» WHAT THIS TASK INVOLVES
The response must restate all of the data word for word.

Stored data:
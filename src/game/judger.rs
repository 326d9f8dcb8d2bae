use super::identifier::Pattern;

/// 牌型比較結果
#[derive(Debug, Clone, Copy, PartialEq, Eq)]
pub enum Verdict {
    /// 牌型不合法或與領牌不可比
    Illegal,
    /// 領牌較大，出牌被壓回
    LeadWins,
    /// 挑戰方較大，可以出牌
    ChallengerWins,
}

/// 比較領牌與挑戰牌型。
/// 王炸壓一切，炸彈壓所有非炸彈牌型；其餘牌型必須同種同長才可比。
/// 點數相同時判挑戰方勝 (挑戰方可平可升)。
pub fn compare(lead: Pattern, challenger: Pattern) -> Verdict {
    use Pattern::*;

    match (lead, challenger) {
        (None, _) | (_, None) => Verdict::Illegal,
        (Rocket, _) => Verdict::LeadWins,
        (_, Rocket) => Verdict::ChallengerWins,
        (Bomb(a), Bomb(b)) => beats(a, b),
        (Bomb(_), _) => Verdict::LeadWins,
        (_, Bomb(_)) => Verdict::ChallengerWins,
        (Single(a), Single(b)) | (Pair(a), Pair(b)) => beats(a, b),
        (Straight(la, ta), Straight(lb, tb))
        | (FullHouse(la, ta), FullHouse(lb, tb))
        | (PairStraight(la, ta), PairStraight(lb, tb)) => {
            if la != lb {
                Verdict::Illegal
            } else {
                beats(ta, tb)
            }
        }
        (Airplane(ua, ka, ta), Airplane(ub, kb, tb)) => {
            if ua != ub || ka != kb {
                Verdict::Illegal
            } else {
                beats(ta, tb)
            }
        }
        _ => Verdict::Illegal,
    }
}

fn beats(lead: u8, challenger: u8) -> Verdict {
    if challenger >= lead {
        Verdict::ChallengerWins
    } else {
        Verdict::LeadWins
    }
}
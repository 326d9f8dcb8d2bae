use super::cards::{Card, MAX_RUN_RANK, RANK_JOKER_BIG, RANK_JOKER_SMALL, RANK_TWO};
use serde::{Deserialize, Serialize};
use std::collections::BTreeMap;

/// 牌型。level 的形狀由變體完全決定：
/// 單張/對子/炸彈帶一個點數，順子/連對帶 [長度, 最大點數]，
/// 三帶帶 [張數, 三張點數]，飛機帶 [三張組數, 帶牌總數, 最大三張點數]，
/// 王炸與無效牌型不帶 level。
#[derive(Debug, Clone, Copy, PartialEq, Eq, Serialize, Deserialize)]
#[serde(tag = "kind", content = "level", rename_all = "SCREAMING_SNAKE_CASE")]
pub enum Pattern {
    None,
    Single(u8),
    Pair(u8),
    Bomb(u8),
    Straight(u8, u8),
    FullHouse(u8, u8),
    PairStraight(u8, u8),
    Airplane(u8, u8, u8),
    Rocket,
}

/// 牌型識別。無法歸類的序列一律回傳 `Pattern::None`，
/// 不向上層拋出任何錯誤。
pub fn identify(cards: &[Card]) -> Pattern {
    let n = cards.len();
    if n == 0 {
        return Pattern::None;
    }

    let mut points: Vec<u8> = cards.iter().map(|c| c.rank).collect();
    points.sort_unstable();

    let mut counts: BTreeMap<u8, usize> = BTreeMap::new();
    for &p in &points {
        *counts.entry(p).or_insert(0) += 1;
    }
    let species = counts.len();

    match n {
        1 => Pattern::Single(points[0]),
        2 => {
            if species == 1 {
                Pattern::Pair(points[0])
            } else if points == [RANK_JOKER_SMALL, RANK_JOKER_BIG] {
                Pattern::Rocket
            } else {
                Pattern::None
            }
        }
        3 => {
            // 光三張，不帶牌
            if species == 1 {
                Pattern::FullHouse(3, points[0])
            } else {
                Pattern::None
            }
        }
        4 => {
            if species == 1 {
                Pattern::Bomb(points[0])
            } else if species == 2 && points[1] == points[2] {
                // 3+1 拆分時中間兩張必屬於三張
                Pattern::FullHouse(4, points[1])
            } else {
                Pattern::None
            }
        }
        5 => {
            // 固定優先序：先驗三帶二，再驗順子
            if species == 2 {
                if points[1] == points[2] && points[2] == points[3] {
                    // 4+1 在五張裡不成牌
                    Pattern::None
                } else {
                    Pattern::FullHouse(5, points[2])
                }
            } else if species == 5 {
                identify_straight(&points)
            } else {
                Pattern::None
            }
        }
        _ => {
            if species == n {
                return identify_straight(&points);
            }
            if counts.values().all(|&v| v == 2) {
                return identify_pair_straight(&counts, n);
            }
            identify_airplane(&counts, n)
        }
    }
}

/// 順子：點數互異且連續，2 與王不得參與
fn identify_straight(points: &[u8]) -> Pattern {
    let top = points[points.len() - 1];
    if top > MAX_RUN_RANK {
        return Pattern::None;
    }
    for w in points.windows(2) {
        if w[1] != w[0] + 1 {
            return Pattern::None;
        }
    }
    Pattern::Straight(points.len() as u8, top)
}

/// 連對：每個點數恰出現兩次，點數連續，2 不得參與
fn identify_pair_straight(counts: &BTreeMap<u8, usize>, n: usize) -> Pattern {
    let mut prev: Option<u8> = None;
    let mut top = 0;
    for &rank in counts.keys() {
        if rank > MAX_RUN_RANK {
            return Pattern::None;
        }
        if let Some(p) = prev {
            if rank != p + 1 {
                return Pattern::None;
            }
        }
        prev = Some(rank);
        top = rank;
    }
    Pattern::PairStraight(n as u8, top)
}

/// 飛機：拆出所有同點三張作為機身，剩餘牌必須為空、
/// 每組帶一張單牌、或每組帶一個對子，其餘形狀不成牌。
fn identify_airplane(counts: &BTreeMap<u8, usize>, n: usize) -> Pattern {
    let mut units = 0usize;
    let mut top = 0u8;
    let mut rest: BTreeMap<u8, usize> = BTreeMap::new();

    for (&rank, &count) in counts {
        if count == 3 {
            // 三張 2 不得作機身
            if rank == RANK_TWO {
                return Pattern::None;
            }
            units += 1;
            if rank > top {
                top = rank;
            }
        } else {
            rest.insert(rank, count);
        }
    }
    if units == 0 {
        return Pattern::None;
    }

    let rest_len = n - units * 3;
    if rest_len == 0 {
        Pattern::Airplane(units as u8, 0, top)
    } else if rest_len == units {
        Pattern::Airplane(units as u8, rest_len as u8, top)
    } else if rest_len == units * 2 {
        if rest.values().all(|&v| v == 2) {
            Pattern::Airplane(units as u8, rest_len as u8, top)
        } else {
            Pattern::None
        }
    } else {
        Pattern::None
    }
}
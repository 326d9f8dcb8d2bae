pub mod cards;
pub mod identifier;
pub mod judger;
pub mod session;

pub use cards::{Card, Deck, Suit};
pub use identifier::{identify, Pattern};
pub use judger::{compare, Verdict};
pub use session::{PlayError, PlayOutcome, Seat, Session, SessionError, SessionState};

» ANSWER TO THE EXERCISE
filename src/game/judger.rs
repository 326d9f8dcb8d2bae
use super::identifier::Pattern;

/// 牌型比較結果
#[derive(Debug, Clone, Copy, PartialEq, Eq)]
pub enum Verdict {
    /// 牌型不合法或與領牌不可比
    Illegal,
    /// 領牌較大，出牌被壓回
    LeadWins,
    /// 挑戰方較大，可以出牌
    ChallengerWins,
}

/// 比較領牌與挑戰牌型。
/// 王炸壓一切，炸彈壓所有非炸彈牌型；其餘牌型必須同種同長才可比。
/// 點數相同時判挑戰方勝 (挑戰方可平可升)。
pub fn compare(lead: Pattern, challenger: Pattern) -> Verdict {
    use Pattern::*;

    match (lead, challenger) {
        (None, _) | (_, None) => Verdict::Illegal,
        (Rocket, _) => Verdict::LeadWins,
        (_, Rocket) => Verdict::ChallengerWins,
        (Bomb(a), Bomb(b)) => beats(a, b),
        (Bomb(_), _) => Verdict::LeadWins,
        (_, Bomb(_)) => Verdict::ChallengerWins,
        (Single(a), Single(b)) | (Pair(a), Pair(b)) => beats(a, b),
        (Straight(la, ta), Straight(lb, tb))
        | (FullHouse(la, ta), FullHouse(lb, tb))
        | (PairStraight(la, ta), PairStraight(lb, tb)) => {
            if la != lb {
                Verdict::Illegal
            } else {
                beats(ta, tb)
            }
        }
        (Airplane(ua, ka, ta), Airplane(ub, kb, tb)) => {
            if ua != ub || ka != kb {
                Verdict::Illegal
            } else {
                beats(ta, tb)
            }
        }
        _ => Verdict::Illegal,
    }
}

fn beats(lead: u8, challenger: u8) -> Verdict {
    if challenger >= lead {
        Verdict::ChallengerWins
    } else {
        Verdict::LeadWins
    }
}
repository 326d9f8dcb8d2bae
use super::cards::{Card, MAX_RUN_RANK, RANK_JOKER_BIG, RANK_JOKER_SMALL, RANK_TWO};
use serde::{Deserialize, Serialize};
use std::collections::BTreeMap;

/// 牌型。level 的形狀由變體完全決定：
/// 單張/對子/炸彈帶一個點數，順子/連對帶 [長度, 最大點數]，
/// 三帶帶 [張數, 三張點數]，飛機帶 [三張組數, 帶牌總數, 最大三張點數]，
/// 王炸與無效牌型不帶 level。
#[derive(Debug, Clone, Copy, PartialEq, Eq, Serialize, Deserialize)]
#[serde(tag = "kind", content = "level", rename_all = "SCREAMING_SNAKE_CASE")]
pub enum Pattern {
    None,
    Single(u8),
    Pair(u8),
    Bomb(u8),
    Straight(u8, u8),
    FullHouse(u8, u8),
    PairStraight(u8, u8),
    Airplane(u8, u8, u8),
    Rocket,
}

/// 牌型識別。無法歸類的序列一律回傳 `Pattern::None`，
/// 不向上層拋出任何錯誤。
pub fn identify(cards: &[Card]) -> Pattern {
    let n = cards.len();
    if n == 0 {
        return Pattern::None;
    }

    let mut points: Vec<u8> = cards.iter().map(|c| c.rank).collect();
    points.sort_unstable();

    let mut counts: BTreeMap<u8, usize> = BTreeMap::new();
    for &p in &points {
        *counts.entry(p).or_insert(0) += 1;
    }
    let species = counts.len();

    match n {
        1 => Pattern::Single(points[0]),
        2 => {
            if species == 1 {
                Pattern::Pair(points[0])
            } else if points == [RANK_JOKER_SMALL, RANK_JOKER_BIG] {
                Pattern::Rocket
            } else {
                Pattern::None
            }
        }
        3 => {
            // 光三張，不帶牌
            if species == 1 {
                Pattern::FullHouse(3, points[0])
            } else {
                Pattern::None
            }
        }
        4 => {
            if species == 1 {
                Pattern::Bomb(points[0])
            } else if species == 2 && points[1] == points[2] {
                // 3+1 拆分時中間兩張必屬於三張
                Pattern::FullHouse(4, points[1])
            } else {
                Pattern::None
            }
        }
        5 => {
            // 固定優先序：先驗三帶二，再驗順子
            if species == 2 {
                if points[1] == points[2] && points[2] == points[3] {
                    // 4+1 在五張裡不成牌
                    Pattern::None
                } else {
                    Pattern::FullHouse(5, points[2])
                }
            } else if species == 5 {
                identify_straight(&points)
            } else {
                Pattern::None
            }
        }
        _ => {
            if species == n {
                return identify_straight(&points);
            }
            if counts.values().all(|&v| v == 2) {
                return identify_pair_straight(&counts, n);
            }
            identify_airplane(&counts, n)
        }
    }
}

/// 順子：點數互異且連續，2 與王不得參與
fn identify_straight(points: &[u8]) -> Pattern {
    let top = points[points.len() - 1];
    if top > MAX_RUN_RANK {
        return Pattern::None;
    }
    for w in points.windows(2) {
        if w[1] != w[0] + 1 {
            return Pattern::None;
        }
    }
    Pattern::Straight(points.len() as u8, top)
}

/// 連對：每個點數恰出現兩次，點數連續，2 不得參與
fn identify_pair_straight(counts: &BTreeMap<u8, usize>, n: usize) -> Pattern {
    let mut prev: Option<u8> = None;
    let mut top = 0;
    for &rank in counts.keys() {
        if rank > MAX_RUN_RANK {
            return Pattern::None;
        }
        if let Some(p) = prev {
            if rank != p + 1 {
                return Pattern::None;
            }
        }
        prev = Some(rank);
        top = rank;
    }
    Pattern::PairStraight(n as u8, top)
}

/// 飛機：拆出所有同點三張作為機身，剩餘牌必須為空、
/// 每組帶一張單牌、或每組帶一個對子，其餘形狀不成牌。
fn identify_airplane(counts: &BTreeMap<u8, usize>, n: usize) -> Pattern {
    let mut units = 0usize;
    let mut top = 0u8;
    let mut rest: BTreeMap<u8, usize> = BTreeMap::new();

    for (&rank, &count) in counts {
        if count == 3 {
            // 三張 2 不得作機身
            if rank == RANK_TWO {
                return Pattern::None;
            }
            units += 1;
            if rank > top {
                top = rank;
            }
        } else {
            rest.insert(rank, count);
        }
    }
    if units == 0 {
        return Pattern::None;
    }

    let rest_len = n - units * 3;
    if rest_len == 0 {
        Pattern::Airplane(units as u8, 0, top)
    } else if rest_len == units {
        Pattern::Airplane(units as u8, rest_len as u8, top)
    } else if rest_len == units * 2 {
        if rest.values().all(|&v| v == 2) {
            Pattern::Airplane(units as u8, rest_len as u8, top)
        } else {
            Pattern::None
        }
    } else {
        Pattern::None
    }
}
repository 326d9f8dcb8d2bae
pub mod cards;
pub mod identifier;
pub mod judger;
pub mod session;

pub use cards::{Card, Deck, Suit};
pub use identifier::{identify, Pattern};
pub use judger::{compare, Verdict};
pub use session::{PlayError, PlayOutcome, Seat, Session, SessionError, SessionState};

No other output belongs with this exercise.